Extracted data entries

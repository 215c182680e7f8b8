use camino::Utf8PathBuf;
use pharmacy_cart::{
    domain::cart::{DEFAULT_STORAGE_KEY, MergePolicy},
    infra::{ApplicationSettings, CartSettings, Settings, StorageSettings},
};
use uuid::Uuid;

/// A fresh directory below the system temp dir. Removed again when dropped.
pub struct TempRoot(pub Utf8PathBuf);

impl TempRoot {
    pub fn new() -> Self {
        let dir = std::env::temp_dir().join(format!("pharmacy_cart-it-{}", Uuid::now_v7()));
        TempRoot(Utf8PathBuf::try_from(dir).expect("Temp dir should be UTF-8."))
    }
}

impl Drop for TempRoot {
    fn drop(&mut self) {
        let _ = std::fs::remove_dir_all(&self.0);
    }
}

/// Settings pointing all storage and logs into `root`.
pub fn test_settings(root: &TempRoot) -> Settings {
    Settings {
        environment: "test".to_owned(),
        application: ApplicationSettings {
            logs_directory: root.0.join("logs").to_string(),
        },
        storage: StorageSettings {
            directory: root.0.join("sessions"),
            session: "default".to_owned(),
        },
        cart: CartSettings {
            storage_key: DEFAULT_STORAGE_KEY.to_owned(),
            merge_policy: MergePolicy::PreferIncoming,
        },
    }
}
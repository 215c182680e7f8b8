use crate::infra::storage::StorageError;

#[derive(Debug, thiserror::Error)]
pub enum CheckoutError {
    #[error("No items selected to pay.")]
    NoItemsSelected,
    #[error("Please fill in all card details.")]
    MissingCardDetails,
    #[error("Please enter a valid card number.")]
    InvalidCardNumber,
    #[error("Please enter a valid CVV.")]
    InvalidCvv,
    #[error(transparent)]
    Gateway(#[from] GatewayError),
    #[error("The order was placed but the cart could not be updated.")]
    Storage(#[from] StorageError),
}

/// Failures reported by the order backend.
#[derive(Debug, Clone, PartialEq, thiserror::Error)]
pub enum GatewayError {
    #[error("Failed to place order: {0}")]
    OrderRejected(String),
    #[error("Payment for order {order_code} failed: {message}")]
    PaymentFailed { order_code: String, message: String },
}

*WHAT TO PRODUCE*: Go through the entries above and report each line with the string "Please" in it.

*OUTPUT FOR THIS TASK*:
    #[error("Please fill in all card details.")]
    #[error("Please enter a valid card number.")]
    #[error("Please enter a valid CVV.")]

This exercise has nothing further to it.